Home > What is a public health approach to substance use? A qualitative systematic review and thematic synthesis.

Crépault, Jean-François and Russell, Cayley and Watson, Tara Marie and Strike, Carol and Bonato, Sarah and Rehm, Jürgen (2023) What is a public health approach to substance use? A qualitative systematic review and thematic synthesis. International Journal of Drug Policy, 112, 103958. doi: 10.1016/j.drugpo.2023.103958.

External website: https://www.sciencedirect.com/science/article/pii/...

BACKGROUND: Psychoactive substance use and the regulations that govern it both have the potential to lead to harm.

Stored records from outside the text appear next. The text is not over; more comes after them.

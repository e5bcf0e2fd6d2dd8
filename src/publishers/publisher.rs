//! # Publisher trait.
//!
//! A bus holds at most one bound [`Publisher`]. `EventBus::publish` and
//! `EventBus::publish_all` delegate to it and return once it has finished.
//!
//! ```text
//! producer ──► EventBus::publish(e) ──► Publisher::publish(e)
//!                                          ├─► external transport
//!                                          └─► EventStream (StreamPublisher)
//! ```
//!
//! The bus never emits on its own stream when publishing; forwarding there is a
//! publisher's decision.

use async_trait::async_trait;

use crate::error::PublishError;
use crate::events::EventRef;

/// Delegation target for published events.
#[async_trait]
pub trait Publisher: Send + Sync + 'static {
    /// Forwards a single event.
    async fn publish(&self, event: EventRef) -> Result<(), PublishError>;

    /// Forwards a batch of events.
    ///
    /// The default publishes one by one and stops at the first failure; events already
    /// forwarded stay forwarded. Override when the transport has a bulk operation.
    async fn publish_all(&self, events: Vec<EventRef>) -> Result<(), PublishError> {
        for event in events {
            self.publish(event).await?;
        }
        Ok(())
    }

    /// Returns the publisher name used in logs and wiring errors.
    fn name(&self) -> &str {
        std::any::type_name::<Self>()
    }
}
//! # Event bus: publishing, strict consumption and stream dispatch.
//!
//! [`EventBus`] ties a frozen [`HandlerRegistry`] to an optional bound [`Publisher`]
//! and an internal [`EventStream`].
//!
//! ## Architecture
//! ```text
//! producer ──► publish / publish_all ──► bound Publisher ──(StreamPublisher)──► EventStream
//!                                                                                  │
//! bind(key) ──► Dispatcher task ◄──────────────────────────────────────────────────┘
//!                   └─► registry.resolve(ev, None) ─► handlers (in order)
//!
//! caller ──► consume_by_strictly_single_handler / consume_by_multiple_handlers
//!                   └─► registry.resolve(ev, ctx) ─► handlers, awaited directly
//! ```
//!
//! ## Rules
//! - Publishing with no bound publisher fails with [`BusError::PublisherNotConfigured`].
//! - Publishing never touches the stream; forwarding is up to the publisher.
//! - Strict consumption bypasses the stream and reports every failure to the caller.
//! - `set_publisher` overwrites the binding; the last write wins.
//! - `shutdown` cancels every dispatcher created by `bind` and waits for them.

use std::fmt;
use std::sync::Arc;

use parking_lot::{Mutex, RwLock};
use tokio::task::JoinHandle;
use tokio_util::sync::CancellationToken;

use crate::config::{BusConfig, MultiHandlerFailure};
use crate::error::BusError;
use crate::events::{Event, EventKey, EventRef, EventStream};
use crate::handlers::Context;
use crate::publishers::Publisher;

use super::builder::EventBusBuilder;
use super::dispatcher::Dispatcher;
use super::registry::HandlerRegistry;

/// Per-call options for strict consumption.
#[derive(Clone, Debug, Default)]
pub struct CallOptions {
    /// Context forwarded verbatim to the container for scoped handlers.
    pub context: Option<Context>,
}

impl CallOptions {
    /// Options without context.
    pub fn new() -> Self {
        Self::default()
    }

    /// Sets the call context.
    #[must_use]
    pub fn with_context(mut self, context: Context) -> Self {
        self.context = Some(context);
        self
    }
}

/// Handle to a dispatcher created by [`EventBus::bind`].
///
/// Dropping the handle does not stop dispatch; call [`Subscription::cancel`] or
/// [`EventBus::shutdown`].
#[derive(Clone, Debug)]
pub struct Subscription {
    key: Option<EventKey>,
    token: CancellationToken,
}

impl Subscription {
    /// Stops the dispatcher after the event it is currently handling, if any.
    pub fn cancel(&self) {
        self.token.cancel();
    }

    /// Returns `true` once the subscription was cancelled (directly or by shutdown).
    pub fn is_cancelled(&self) -> bool {
        self.token.is_cancelled()
    }

    /// Event filter of the dispatcher (`None` = every event).
    pub fn key(&self) -> Option<EventKey> {
        self.key
    }
}

/// In-process event bus.
pub struct EventBus {
    cfg: BusConfig,
    registry: Arc<HandlerRegistry>,
    stream: EventStream,
    publisher: RwLock<Option<Arc<dyn Publisher>>>,
    subscriptions: Mutex<Vec<JoinHandle<()>>>,
    runtime_token: CancellationToken,
}
//! # eventdrive
//!
//! **eventdrive** is an in-process event dispatch core for async Rust.
//!
//! Application code publishes typed events; registered handlers consume them either
//! through fire-and-forget stream dispatch or through two strict protocols that report
//! every failure to the caller (exactly one handler, at least one handler).
//!
//! ## Architecture
//! ### Overview
//! ```text
//!   HandlerDeclaration  HandlerDeclaration      Publisher candidates
//!   (singleton)         (scoped type)           (at most one, or explicit)
//!          │                  │                          │
//!          ▼                  ▼                          ▼
//! ┌───────────────────────────────────────────────────────────────────┐
//! │  EventBusBuilder (bootstrap)                                      │
//! │  - Registrar: declarations → HandlerRegistry (+ signatures)       │
//! │  - publisher selection (override / single candidate / conflict)   │
//! └─────────────────────────────────┬─────────────────────────────────┘
//!                                   ▼
//! ┌───────────────────────────────────────────────────────────────────┐
//! │  EventBus                                                         │
//! │  - Arc<HandlerRegistry> (frozen, read concurrently)               │
//! │  - publisher slot (unbound / bound, last write wins)              │
//! │  - EventStream (broadcast, capacity: BusConfig::stream_capacity)  │
//! └──────┬──────────────────────────┬─────────────────────────┬───────┘
//!        │ publish / publish_all    │ consume_by_*            │ bind(key)
//!        ▼                          ▼                         ▼
//!   bound Publisher        registry.resolve(ev, ctx)     Dispatcher task
//!   (StreamPublisher ──►   └─► handlers awaited,         └─► resolve(ev, None)
//!    EventStream)              errors to the caller          errors logged
//! ```
//!
//! ### Resolution
//! ```text
//! resolve(event, context)
//!   ├─► key = EventKey::of_event(event)            (TypeId, never a name)
//!   ├─► singletons[key]                            (insertion order, pointer-deduped)
//!   └─► for each scoped type registered for key:
//!         Container::resolve(type, context)        (fresh instance per call)
//!   = [singletons..., scoped...]
//! ```
//!
//! ## Features
//! | Area              | Description                                                  | Key types / traits                                   |
//! |-------------------|--------------------------------------------------------------|------------------------------------------------------|
//! | **Events**        | Typed events routed by concrete type.                        | [`Event`], [`EventRef`], [`EventKey`]                |
//! | **Handlers**      | Shared or per-call handlers, closures or types.              | [`Handler`], [`HandlerFn`], [`ScopedHandler`]        |
//! | **Registry**      | Event identity → handlers, signature log.                    | [`HandlerRegistry`], [`HandlerSignature`]            |
//! | **Bus**           | Publishing, strict consumption, stream dispatch.             | [`EventBus`], [`CallOptions`], [`Subscription`]      |
//! | **Publishers**    | Delegation target for `publish`.                             | [`Publisher`], [`StreamPublisher`]                   |
//! | **Wiring**        | Bootstrap from declarations.                                 | [`EventBusBuilder`], [`HandlerDeclaration`]          |
//! | **Errors**        | Typed errors for calls, handlers and wiring.                 | [`BusError`], [`HandlerError`], [`WiringError`]      |
//! | **Configuration** | Stream capacity and multi-handler failure mode.              | [`BusConfig`], [`MultiHandlerFailure`]               |
//!
//! ## Example
//! ```rust
//! use eventdrive::{
//!     BusConfig, CallOptions, Event, EventBus, EventRef, HandlerDeclaration, HandlerError,
//!     HandlerFn,
//! };
//!
//! struct OrderPlaced {
//!     order_id: u64,
//! }
//! impl Event for OrderPlaced {}
//!
//! #[tokio::main(flavor = "current_thread")]
//! async fn main() -> Result<(), Box<dyn std::error::Error>> {
//!     let reserve = HandlerFn::arc("reserve-stock", |event: EventRef| async move {
//!         let order = event
//!             .downcast_ref::<OrderPlaced>()
//!             .ok_or_else(|| HandlerError::fail("not an order"))?;
//!         println!("reserving stock for order {}", order.order_id);
//!         Ok::<_, HandlerError>(())
//!     });
//!
//!     let bus = EventBus::builder(BusConfig::default())
//!         .with_handler(HandlerDeclaration::singleton(reserve).on::<OrderPlaced>())
//!         .with_stream_publisher()
//!         .build()?;
//!
//!     // Strict: exactly one handler must take it.
//!     bus.consume_by_strictly_single_handler(OrderPlaced { order_id: 7 }.into_ref(), CallOptions::new())
//!         .await?;
//!
//!     // Fire-and-forget: dispatched by a bound subscription.
//!     let sub = bus.bind_for::<OrderPlaced>();
//!     bus.publish(OrderPlaced { order_id: 8 }.into_ref()).await?;
//!
//!     sub.cancel();
//!     bus.shutdown().await;
//!     Ok(())
//! }
//! ```
mod config;
mod core;
mod error;
mod events;
mod handlers;
mod publishers;

#[cfg(test)]
mod test_support;

// ---- Public re-exports ----

pub use config::{BusConfig, MultiHandlerFailure};
pub use core::{
    CallOptions, EventBus, EventBusBuilder, HandlerDeclaration, HandlerRegistry, HandlerScope,
    Registrar, Subscription,
};
pub use error::{BoxError, BusError, HandlerError, PublishError, ResolutionError, WiringError};
#[doc(hidden)]
pub use events::AsAny;
pub use events::{Event, EventKey, EventRef, EventStream};
pub use handlers::{
    ConstructorContainer, Container, Context, EventOption, Handler, HandlerFn, HandlerRef,
    HandlerSignature, ScopedHandler, ScopedHandlerType,
};
pub use publishers::{Publisher, StreamPublisher};
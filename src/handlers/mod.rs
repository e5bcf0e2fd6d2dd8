//! Handlers: the consuming side of the bus.
//!
//! ## Contents
//! - [`Handler`], [`HandlerRef`] the handler trait and its shared handle
//! - [`HandlerFn`] closure-backed handler
//! - [`ScopedHandler`], [`ScopedHandlerType`], [`Context`] per-call handlers
//! - [`Container`], [`ConstructorContainer`] scoped handler construction
//! - [`EventOption`], [`HandlerSignature`] declaration and export records

mod handler;
mod handler_fn;
mod scoped;
mod signature;

pub(crate) use handler::same_instance;
pub use handler::{Handler, HandlerRef};
pub use handler_fn::HandlerFn;
pub use scoped::{ConstructorContainer, Container, Context, ScopedHandler, ScopedHandlerType};
pub use signature::{EventOption, HandlerSignature};
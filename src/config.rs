//! # Event bus configuration.
//!
//! Provides [`BusConfig`], the centralized settings for an [`EventBus`](crate::EventBus).
//!
//! Config is used in two ways:
//! 1. **Direct construction**: `EventBus::new(config, registry)`
//! 2. **Bootstrap**: `EventBus::builder(config)...build()`
//!
//! ## Sentinel values
//! - `stream_capacity = 0` → clamped to 1 by the stream

/// How [`EventBus::consume_by_multiple_handlers`](crate::EventBus::consume_by_multiple_handlers)
/// reacts when a handler fails.
#[derive(Clone, Copy, Debug, Default, PartialEq, Eq)]
pub enum MultiHandlerFailure {
    /// Stop at the first failing handler; handlers after it are not invoked.
    /// The failure is returned unmodified as [`BusError::Handler`](crate::BusError::Handler).
    #[default]
    FailFast,

    /// Invoke every handler regardless of failures, then return
    /// [`BusError::HandlersFailed`](crate::BusError::HandlersFailed) carrying all of them.
    RunAll,
}

/// Configuration for the event bus.
///
/// ## Field semantics
/// - `stream_capacity`: broadcast ring buffer size (min 1; clamped)
/// - `multi_handler_failure`: failure mode for multi-handler consumption
#[derive(Clone, Debug)]
pub struct BusConfig {
    /// Capacity of the internal broadcast stream.
    ///
    /// Dispatchers created by `bind` that fall more than `stream_capacity` events behind
    /// skip the oldest ones and log how many were lost.
    pub stream_capacity: usize,

    /// Failure mode for `consume_by_multiple_handlers`.
    pub multi_handler_failure: MultiHandlerFailure,
}

impl BusConfig {
    /// Returns the stream capacity clamped to a minimum of 1.
    #[inline]
    pub fn stream_capacity_clamped(&self) -> usize {
        self.stream_capacity.max(1)
    }

    /// Returns a copy with the given failure mode.
    #[must_use]
    pub fn with_multi_handler_failure(mut self, mode: MultiHandlerFailure) -> Self {
        self.multi_handler_failure = mode;
        self
    }
}

impl Default for BusConfig {
    /// Default configuration:
    ///
    /// - `stream_capacity = 1024`
    /// - `multi_handler_failure = FailFast`
    fn default() -> Self {
        Self {
            stream_capacity: 1024,
            multi_handler_failure: MultiHandlerFailure::default(),
        }
    }
}
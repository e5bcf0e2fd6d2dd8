use std::sync::Arc;

use crate::config::BusConfig;
use crate::error::WiringError;
use crate::events::EventStream;
use crate::handlers::Container;
use crate::publishers::{Publisher, StreamPublisher};

use super::bus::EventBus;
use super::registrar::{HandlerDeclaration, Registrar};
use super::registry::HandlerRegistry;

/// Builder for wiring an [`EventBus`] at bootstrap.
///
/// Collects handler declarations and publisher candidates, then registers everything
/// into a fresh [`HandlerRegistry`], freezes it and binds the publisher.
pub struct EventBusBuilder {
    cfg: BusConfig,
    stream: EventStream,
    container: Option<Arc<dyn Container>>,
    declarations: Vec<HandlerDeclaration>,
    publisher_candidates: Vec<Arc<dyn Publisher>>,
    publisher_override: Option<Arc<dyn Publisher>>,
}

impl EventBusBuilder {
    /// Creates a new builder with the given configuration.
    pub fn new(cfg: BusConfig) -> Self {
        let stream = EventStream::new(cfg.stream_capacity_clamped());
        Self {
            cfg,
            stream,
            container: None,
            declarations: Vec::new(),
            publisher_candidates: Vec::new(),
            publisher_override: None,
        }
    }

    /// Stream the built bus will own.
    ///
    /// Available before `build()` so forwarding publishers can be created up front.
    pub fn stream(&self) -> &EventStream {
        &self.stream
    }

    /// Sets the container used to build scoped handlers.
    ///
    /// Defaults to [`ConstructorContainer`](crate::ConstructorContainer).
    pub fn with_container(mut self, container: Arc<dyn Container>) -> Self {
        self.container = Some(container);
        self
    }

    /// Adds one handler declaration.
    pub fn with_handler(mut self, declaration: HandlerDeclaration) -> Self {
        self.declarations.push(declaration);
        self
    }

    /// Adds several handler declarations.
    pub fn with_handlers(mut self, declarations: impl IntoIterator<Item = HandlerDeclaration>) -> Self {
        self.declarations.extend(declarations);
        self
    }

    /// Declares a publisher candidate.
    ///
    /// At most one candidate may be declared unless an explicit publisher is set with
    /// [`with_publisher`](Self::with_publisher).
    pub fn with_publisher_candidate(mut self, publisher: Arc<dyn Publisher>) -> Self {
        self.publisher_candidates.push(publisher);
        self
    }

    /// Sets the publisher explicitly, bypassing candidate selection.
    pub fn with_publisher(mut self, publisher: Arc<dyn Publisher>) -> Self {
        self.publisher_override = Some(publisher);
        self
    }

    /// Sets a [`StreamPublisher`] over the bus's own stream as the explicit publisher,
    /// so published events reach `bind` dispatchers.
    pub fn with_stream_publisher(self) -> Self {
        let publisher = Arc::new(StreamPublisher::new(self.stream.clone()));
        self.with_publisher(publisher)
    }

    /// Builds the bus.
    ///
    /// Publisher selection:
    /// - an explicit publisher wins;
    /// - otherwise two or more candidates fail with [`WiringError::MultiplePublishersDeclared`];
    /// - a single candidate is bound;
    /// - no candidate leaves the bus unbound.
    pub fn build(self) -> Result<Arc<EventBus>, WiringError> {
        let publisher = match (self.publisher_override, self.publisher_candidates.len()) {
            (Some(explicit), _) => Some(explicit),
            (None, 0) => None,
            (None, 1) => self.publisher_candidates.into_iter().next(),
            (None, _) => {
                let publishers = self
                    .publisher_candidates
                    .iter()
                    .map(|p| p.name().to_string())
                    .collect();
                return Err(WiringError::MultiplePublishersDeclared { publishers });
            }
        };

        let mut registry = HandlerRegistry::new();
        if let Some(container) = self.container {
            registry = registry.with_container(container);
        }
        let applied = Registrar::register(&mut registry, self.declarations);

        let bus = Arc::new(EventBus::with_stream(
            self.cfg,
            Arc::new(registry),
            self.stream,
        ));
        if let Some(publisher) = publisher {
            bus.set_publisher(publisher);
        }

        tracing::debug!(
            declarations = applied,
            publisher_bound = bus.is_publisher_bound(),
            "event bus built"
        );
        Ok(bus)
    }
}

A 'public health approach' (PHA) is frequently invoked as a means of addressing these harms, but the term is used in inconsistent and contradictory ways. This study systematically reviewed the English-language academic literature to understand how a public health approach to substance use is defined and described.

METHODS: This review employed thematic synthesis, a methodology designed to rigorously synthesize qualitative evidence. Eligible articles were published in peer-reviewed journals, in the English language, with full text available, and focused primarily on substance use. There were no limits on year of publication. Original research, opinion/commentary, and reviews were included. The searches were conducted in October 2021 in CINAHL, Embase, Medline, PAIS Index, PsycINFO, Scopus, Sociological Abstracts, and Web of Science.

RESULTS: 272 articles from 25 countries, published between 1950 and 2021, were synthesized. Definitions of a PHA have changed over time and differ by substance. The most commonly cited characteristics of a PHA were: for alcohol, regulation, e.g. of price and availability (54% of articles); for cannabis: regulation (68%); for illicit drugs: that a PHA is distinct from a criminal justice approach (63%); for opioids: substance use disorder treatment (55%); and for tobacco: regulation (62%).

CONCLUSION: There is no consensus on the definition of a public health approach to substance use, but there is substantial agreement when it comes to PHAs to specific substances. There are also similarities in how they are described for legal substances versus illicit ones. This review found areas of disagreement regarding the extent to which PHAs should focus on individual-level factors. Policymakers, academics, and others developing or implementing PHAs to substance use should be explicit about their aims and objectives - as well as the premises and assumptions underlying them.